■ TRY IT ■
The reply should be a single number: the count of lines below that contain the word "Deserialize".

■ LISTED RECORDS ■
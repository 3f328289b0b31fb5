//! In-memory implementation of the entry store.

use async_trait::async_trait;
use chrono::{DateTime, Utc};
use parking_lot::RwLock;
use std::collections::HashMap;
use std::collections::hash_map::Entry as MapEntry;
use std::sync::Arc;

use crate::domain::clock::{Clock, SystemClock};
use crate::domain::entities::{Entry, NewEntry};
use crate::domain::error::{StoreError, StoreResult};
use crate::domain::repositories::EntryStore;

/// Both maps live behind one lock so the forward map and the reverse index
/// can never disagree.
#[derive(Debug, Default)]
struct Maps {
    by_code: HashMap<String, Entry>,
    /// original URL -> first generated code saved for it without an expiry
    by_url: HashMap<String, String>,
}

/// Process-local [`EntryStore`] backed by a `HashMap`.
///
/// Reads (`exists`, `get`, lookups) share the lock; every mutation takes it
/// exclusively, which makes insert-if-absent atomic and keeps entry updates
/// all-or-nothing. Nothing is persisted: dropping the store drops all data.
pub struct MemoryEntryStore {
    maps: RwLock<Maps>,
    clock: Arc<dyn Clock>,
}

impl MemoryEntryStore {
    /// Creates an empty store using the system clock.
    pub fn new() -> Self {
        Self::with_clock(Arc::new(SystemClock))
    }

    /// Creates an empty store that timestamps entries with `clock`.
    pub fn with_clock(clock: Arc<dyn Clock>) -> Self {
        Self {
            maps: RwLock::new(Maps::default()),
            clock,
        }
    }
}

impl Default for MemoryEntryStore {
    fn default() -> Self {
        Self::new()
    }
}

#[async_trait]
impl EntryStore for MemoryEntryStore {
    async fn exists(&self, code: &str) -> StoreResult<bool> {
        Ok(self.maps.read().by_code.contains_key(code))
    }

    async fn save(&self, new_entry: NewEntry) -> StoreResult<()> {
        let reusable = new_entry.is_reusable();
        let NewEntry { code, original_url, .. } = new_entry;

        let mut guard = self.maps.write();
        let maps = &mut *guard;
        let now = self.clock.now();

        match maps.by_code.entry(code) {
            MapEntry::Occupied(occupied) => Err(StoreError::CodeExists(occupied.key().clone())),
            MapEntry::Vacant(vacant) => {
                let code = vacant.key().clone();
                vacant.insert(Entry::new(code.clone(), original_url.clone(), now));

                if reusable {
                    maps.by_url.entry(original_url).or_insert(code);
                }

                Ok(())
            }
        }
    }

    async fn get(&self, code: &str) -> StoreResult<Option<Entry>> {
        Ok(self.maps.read().by_code.get(code).cloned())
    }

    async fn set_expire(&self, code: &str, at: DateTime<Utc>) -> StoreResult<bool> {
        let mut maps = self.maps.write();
        let Some(entry) = maps.by_code.get_mut(code) else {
            return Ok(false);
        };

        entry.expire_at = Some(at);
        Ok(true)
    }

    async fn track_hit(&self, code: &str) -> StoreResult<bool> {
        let mut maps = self.maps.write();
        let Some(entry) = maps.by_code.get_mut(code) else {
            return Ok(false);
        };

        // Sampled under the write lock, and clamped, so last_access never goes backwards.
        let now = self.clock.now();
        entry.clicks += 1;
        entry.last_access = Some(entry.last_access.map_or(now, |prev| prev.max(now)));
        Ok(true)
    }

    async fn find_code_by_url(&self, original_url: &str) -> StoreResult<Option<String>> {
        Ok(self.maps.read().by_url.get(original_url).cloned())
    }

    async fn count(&self) -> StoreResult<usize> {
        Ok(self.maps.read().by_code.len())
    }
}
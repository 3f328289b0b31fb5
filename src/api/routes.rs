//! API route configuration.

use crate::api::handlers::{shorten_handler, stats_handler};
use crate::state::AppState;
use axum::{
    Router,
    routing::{get, post},
};

/// Routes nested under `/api`.
///
/// # Endpoints
///
/// - `POST /shorten`        - Create a short link
/// - `GET  /stats/{code}`   - Statistics for a specific code
pub fn api_routes() -> Router<AppState> {
    Router::new()
        .route("/shorten", post(shorten_handler))
        .route("/stats/{code}", get(stats_handler))
}
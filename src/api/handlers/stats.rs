//! Handler for link statistics.

use axum::{
    Json,
    extract::{Path, State},
};
use serde_json::json;

use crate::api::dto::stats::StatsResponse;
use crate::error::AppError;
use crate::state::AppState;

/// Returns analytics for a short code.
///
/// # Endpoint
///
/// `GET /api/stats/{code}`
///
/// Expired codes are still reported, flagged with `"expired": true`.
///
/// # Response
///
/// ```json
/// {
///   "code": "abc123",
///   "url": "https://example.com",
///   "created_at": "2026-01-01T00:00:00Z",
///   "expire_at": "2026-01-01T01:00:00Z",
///   "clicks": 3,
///   "last_access": "2026-01-01T00:10:00Z",
///   "expired": false,
///   "expires_in_ms": 3000000
/// }
/// ```
///
/// # Errors
///
/// Returns 404 Not Found if the code was never created.
pub async fn stats_handler(
    State(state): State<AppState>,
    Path(code): Path<String>,
) -> Result<Json<StatsResponse>, AppError> {
    let stats = state
        .resolve_service
        .stats(&code)
        .await?
        .ok_or_else(|| AppError::not_found("Statistics not found", json!({ "code": code })))?;

    Ok(Json(stats.into()))
}
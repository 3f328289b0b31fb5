//! Store trait for short code entries.

use crate::domain::entities::{Entry, NewEntry};
use crate::domain::error::StoreResult;
use async_trait::async_trait;
use chrono::{DateTime, Utc};

/// The authoritative mapping from code to [`Entry`].
///
/// Implementations must be safe under arbitrary concurrent use. Every
/// mutation of an entry is all-or-nothing: readers never observe a partially
/// applied update.
#[cfg_attr(test, mockall::automock)]
#[async_trait]
pub trait EntryStore: Send + Sync {
    /// Returns true if an entry with this code is present, expired or not.
    async fn exists(&self, code: &str) -> StoreResult<bool>;

    /// Inserts a new entry stamped with the current time, zero clicks and no
    /// expiry.
    ///
    /// Reusable entries (see [`NewEntry::is_reusable`]) are also recorded in
    /// the URL reverse index within the same critical section.
    ///
    /// # Errors
    ///
    /// Returns [`crate::domain::error::StoreError::CodeExists`] if the code is
    /// already present. Of any number of concurrent saves for one code,
    /// exactly one succeeds.
    async fn save(&self, new_entry: NewEntry) -> StoreResult<()>;

    /// Returns a snapshot copy of the entry.
    async fn get(&self, code: &str) -> StoreResult<Option<Entry>>;

    /// Sets the expiry of an existing entry. Last write wins.
    ///
    /// Returns `Ok(false)` if the code is absent.
    async fn set_expire(&self, code: &str, at: DateTime<Utc>) -> StoreResult<bool>;

    /// Increments the click counter and stamps the last access time.
    ///
    /// Returns `Ok(false)` if the code is absent.
    async fn track_hit(&self, code: &str) -> StoreResult<bool>;

    /// Looks up the generated code previously saved for `original_url`.
    async fn find_code_by_url(&self, original_url: &str) -> StoreResult<Option<String>>;

    /// Number of physically stored entries, including expired ones.
    async fn count(&self) -> StoreResult<usize>;
}
//! DTOs for the link shortening endpoint.

use serde::{Deserialize, Serialize};
use validator::Validate;

use crate::application::services::{CreateShortRequest, ShortLink};

/// Request to shorten a URL.
#[derive(Debug, Deserialize, Validate)]
pub struct ShortenRequest {
    /// The URL to shorten. Scheme and host rules are enforced by the service.
    #[validate(length(max = 2048, message = "URL is too long"))]
    pub url: String,

    /// Optional custom code.
    #[validate(length(max = 64, message = "Alias is too long"))]
    pub custom_alias: Option<String>,

    /// Optional lifetime in seconds; zero or negative means no expiry.
    pub expire_in_seconds: Option<i64>,
}

impl From<ShortenRequest> for CreateShortRequest {
    fn from(request: ShortenRequest) -> Self {
        CreateShortRequest {
            url: request.url,
            custom_alias: request.custom_alias,
            expire_in_seconds: request.expire_in_seconds,
        }
    }
}

/// Created short link.
#[derive(Debug, Serialize)]
pub struct ShortenResponse {
    pub code: String,
    pub short: String,
}

impl From<ShortLink> for ShortenResponse {
    fn from(link: ShortLink) -> Self {
        Self {
            code: link.code,
            short: link.short_url,
        }
    }
}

■ SOLUTION FOR THIS EXERCISE ■
2